Oral Presentation International Congress on Neuronal Ceroid Lipofuscinoses 2025

Genotype-Phenotype Relationships in CLN3 Disease: Insights from a Natural History Study (126448)

Jamison Seabury 1 , Jonathan W. Mink 2 , Erika F. Augustine 3 , Heather R. Adams 1 , Amy Vierhile 1 , Marianna Pereira-Freitas 1 , Jennifer Vermilion 1
  1. University of Rochester Batten Center, Rochester, NY, United States
  2. Consultant , Pittsford, New York, United States
  3. Kennedy Krieger Institute, Baltimore, MD, USA

Background

CLN3 disease is a lysosomal storage disorder caused by biallelic mutations to the CLN3 gene. The most common pathogenic variant is a 966-base-pair deletion known as the “common deletion”. Most patients are homozygous for the common deletion, but ~26% of patients possess another type of pathogenic variant across one or both alleles. While select genetic variants are reportedly associated with atypical disease course, genotype phenotype relationships remain largely misunderstood.

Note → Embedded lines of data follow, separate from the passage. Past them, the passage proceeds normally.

// src/error.rs
use thiserror::Error;

#[derive(Debug, Error)]
pub enum Error {
    #[error("Validation error: {0}")]
    Validation(String),

    #[error("Authentication error: {0}")]
    Auth(String),

    #[error("Authorization error: {0}")]
    Authorization(String),

    #[error("Rate limited: {message}")]
    RateLimit {
        message: String,
        /// Seconds to wait before retrying, when the provider said so.
        retry_after: Option<u64>,
    },

    #[error("API request error: {0}")]
    Api(String),

    #[error("Platform error: {0}")]
    Platform(String),

    #[error("Storage error: {0}")]
    Storage(String),

    #[error("Database error: {0}")]
    Database(#[from] sqlx::Error),

    #[error("HTTP error: {0}")]
    Http(#[from] reqwest::Error),

    #[error("JSON error: {0}")]
    Json(#[from] serde_json::Error),

    #[error("I/O error: {0}")]
    Io(#[from] std::io::Error),
}

impl Error {
    pub fn rate_limit(message: impl Into<String>, retry_after: Option<u64>) -> Self {
        Error::RateLimit {
            message: message.into(),
            retry_after,
        }
    }

    /// True for the variants that map to a caller-input problem (4xx-equivalent).
    pub fn is_validation(&self) -> bool {
        matches!(self, Error::Validation(_))
    }
}

impl From<String> for Error {
    fn from(s: String) -> Self {
        Error::Api(s)
    }
}

impl From<&str> for Error {
    fn from(s: &str) -> Self {
        Error::Api(s.to_string())
    }
}

impl From<chrono::format::ParseError> for Error {
    fn from(err: chrono::format::ParseError) -> Self {
        Error::Validation(err.to_string())
    }
}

We used our natural history database to characterize symptom onset and severity among genetic subgroups of CLN3.   

Methods

We analyzed data from n=99 individuals with genetically confirmed CLN3 disease enrolled in an ongoing natural history study. We classified participants as homozygous (CD/CD) or compound heterozygous for the common deletion, and further categorized compound heterozygotes based on their non-common-deletion variant (missense: CD/M) or nonsense or frameshift: CD/NF). We conducted a one-way ANOVA to analyze symptom onset as reported at most recent assessment and used linear mixed-effects (LME) models to characterize disease progression using Unified Batten Disease Rating Scale (UBDRS) assessments.

Results

Participants with a CD/NF genotype reported the earliest onset of motor symptoms (mean 7.9 years, sd 4.0), significantly younger than those in the CD/M (mean 16.4 years sd 2.7, p=0.005) or CD/CD (mean 12.2 years sd 3.7, p=0.03) cohorts. Mean age of onset for other symptoms did not differ among cohorts. LME modeling of UBDRS scores revealed significant differences in symptom severity among genotype groups after controlling for age. CD/NF (β=12.5, p = 0.03) and CD/CD (β=9.8 p = 0.04) genotypes had higher UBDRS scores than the CD/M cohort.

Discussion

The type of non-common deletion genetic variant impacts CLN3 disease course, pointing to lower disease severity in CD/M participants. These findings contribute to our understanding of the natural history of this disease and have implications for optimizing clinical trial design.